= Ranbir Singh Kanwar =

Indian agriculturalist

Dr. Ranbir Singh Kanwar (20 December 1930 – 20 December 2005) was an eminent plant breeder and agronomist who helped usher in the green revolution in India (http://www.sugarcaneindia.com/r_s_kanwar.html). He obtained his Ph.D. from Ohio State University, Columbus under a joint Indo-US development program. His major contribution was in the area of breeding sugarcane varieties which yielded higher sugar and were early maturing. His most remarkable variety was Co.J. 64 which brought back the dwindling sugar industry in North India out of the doldrums in the 1970s (http://www.sugarcaneindia.com/pg3.html).

His most outstanding research contributions were the development of CO.J. 64, CO.J. 83 and CO.J. 85 (CO - Coimbatore, J - Jalandhar: Naming done by abbreviating these two cities in India where the varieties were bred, Flowering of sugarcane crop occurs only in Coimbatore's climate.) These are three exceptional early maturing high sugar content varieties:
Notable Contributions of Kanwar were:
- Introduction of polythene-bag technique for quick seed multiplication (http://www.sugarcaneindia.com/pg9.html).
- Inter-cropping technology with wider inter-row spacing (http://www.sugarcaneindia.com/pg10.html).
- Development of agro-techniques for raising successful ratoon crop from winter harvested crop and improved nitrogen use efficiency with soil applied insecticides.

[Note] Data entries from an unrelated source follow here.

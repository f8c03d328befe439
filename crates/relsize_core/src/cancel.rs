//! Cooperative cancellation for long-running scans.

use crate::error::{SizeError, SizeResult};
use std::sync::atomic::{AtomicBool, Ordering};
use std::sync::Arc;

/// A cloneable cancellation flag shared between a scan and whoever may
/// want to stop it.
///
/// Scans poll the token between filesystem probes, so cancellation
/// takes effect at the next probe boundary rather than immediately.
/// Clones share one flag.
#[derive(Debug, Clone, Default)]
pub struct CancelToken {
    cancelled: Arc<AtomicBool>,
}

impl CancelToken {
    /// Creates a token in the not-cancelled state.
    #[must_use]
    pub fn new() -> Self {
        Self::default()
    }

    /// Requests cancellation of every scan holding a clone of this
    /// token.
    pub fn cancel(&self) {
        self.cancelled.store(true, Ordering::SeqCst);
    }

    /// Returns true if cancellation has been requested.
    #[must_use]
    pub fn is_cancelled(&self) -> bool {
        self.cancelled.load(Ordering::SeqCst)
    }

    /// Fails with [`SizeError::Cancelled`] once cancellation has been
    /// requested.
    pub fn check(&self) -> SizeResult<()> {
        if self.is_cancelled() {
            return Err(SizeError::Cancelled);
        }
        Ok(())
    }
}

#[cfg(test)]
mod tests {
    use super::*;

    #[test]
    fn fresh_token_is_not_cancelled() {
        let token = CancelToken::new();
        assert!(!token.is_cancelled());
        assert!(token.check().is_ok());
    }

    #[test]
    fn cancel_trips_the_flag() {
        let token = CancelToken::new();
        token.cancel();
        assert!(token.is_cancelled());
        assert!(matches!(token.check(), Err(SizeError::Cancelled)));
    }

    #[test]
    fn clones_share_the_flag() {
        let token = CancelToken::new();
        let clone = token.clone();
        clone.cancel();
        assert!(token.is_cancelled());
    }
}
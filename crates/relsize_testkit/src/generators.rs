//! Property-based generators for size values and size strings.

use proptest::prelude::*;
use relsize_core::{
    DatabaseId, FileNumber, Fork, ObjectLocator, TablespaceId, SIZE_UNITS, UNIT_ALIASES,
};

/// Strategy over byte counts weighted toward the interesting ranges:
/// full-range values, small values around zero, and values near unit
/// transition thresholds.
pub fn byte_count_strategy() -> impl Strategy<Value = i64> {
    prop_oneof![
        3 => any::<i64>(),
        2 => -(20 * 1024_i64)..(20 * 1024),
        2 => boundary_byte_count_strategy(),
    ]
}

/// Byte counts within a couple of bytes of each unit transition.
pub fn boundary_byte_count_strategy() -> impl Strategy<Value = i64> {
    (0u32..5, -2_i64..3).prop_map(|(unit, delta)| (10 * 1024_i64 << (10 * unit)) + delta)
}

/// Unit spellings the parser accepts, with random case noise.
pub fn unit_spelling_strategy() -> impl Strategy<Value = String> {
    let names: Vec<String> = SIZE_UNITS
        .iter()
        .map(|unit| unit.name.to_string())
        .chain(UNIT_ALIASES.iter().map(|alias| alias.alias.to_string()))
        .collect();
    (prop::sample::select(names), any::<u32>()).prop_map(|(name, mask)| {
        name.chars()
            .enumerate()
            .map(|(index, c)| {
                if mask & (1 << (index % 32)) != 0 {
                    c.to_ascii_uppercase()
                } else {
                    c.to_ascii_lowercase()
                }
            })
            .collect()
    })
}

/// Well-formed parser inputs: a fractional number, optional spacing,
/// and a unit.
pub fn size_text_strategy() -> impl Strategy<Value = String> {
    (
        any::<i32>(),
        0u32..100,
        prop::sample::select(vec!["", " ", "  "]),
        unit_spelling_strategy(),
    )
        .prop_map(|(int, frac, gap, unit)| format!("{int}.{frac:02}{gap}{unit}"))
}

/// Locators for ordinary per-database objects.
pub fn locator_strategy() -> impl Strategy<Value = ObjectLocator> {
    (1u32..100, 1u32..100, 1u32..100_000).prop_map(|(tablespace, database, file_number)| {
        ObjectLocator::new(
            TablespaceId::new(tablespace),
            DatabaseId::new(database),
            FileNumber::new(file_number),
        )
    })
}

/// Uniform choice over the four forks.
pub fn fork_strategy() -> impl Strategy<Value = Fork> {
    prop::sample::select(Fork::ALL.to_vec())
}

/// Proptest configuration sized for CI runs.
#[must_use]
pub fn ci_proptest_config() -> ProptestConfig {
    ProptestConfig {
        cases: 64,
        max_shrink_iters: 500,
        ..ProptestConfig::default()
    }
}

He worked in the capacities of Additional Director of Research (Agriculture), Punjab Agricultural University, Ludhiana and as Director of Research (1979–1980) in Himachal Pradesh Agricultural University, Palampur. He gave new directions to agricultural research in the two North Indian states. He also worked as Senior Sugarcane Consultant to Food and Agriculture Organization and undertook international assignments for sugarcane development in Pakistan, Nigeria and Congo.

He died of cancer on his 75th birthday in 2005.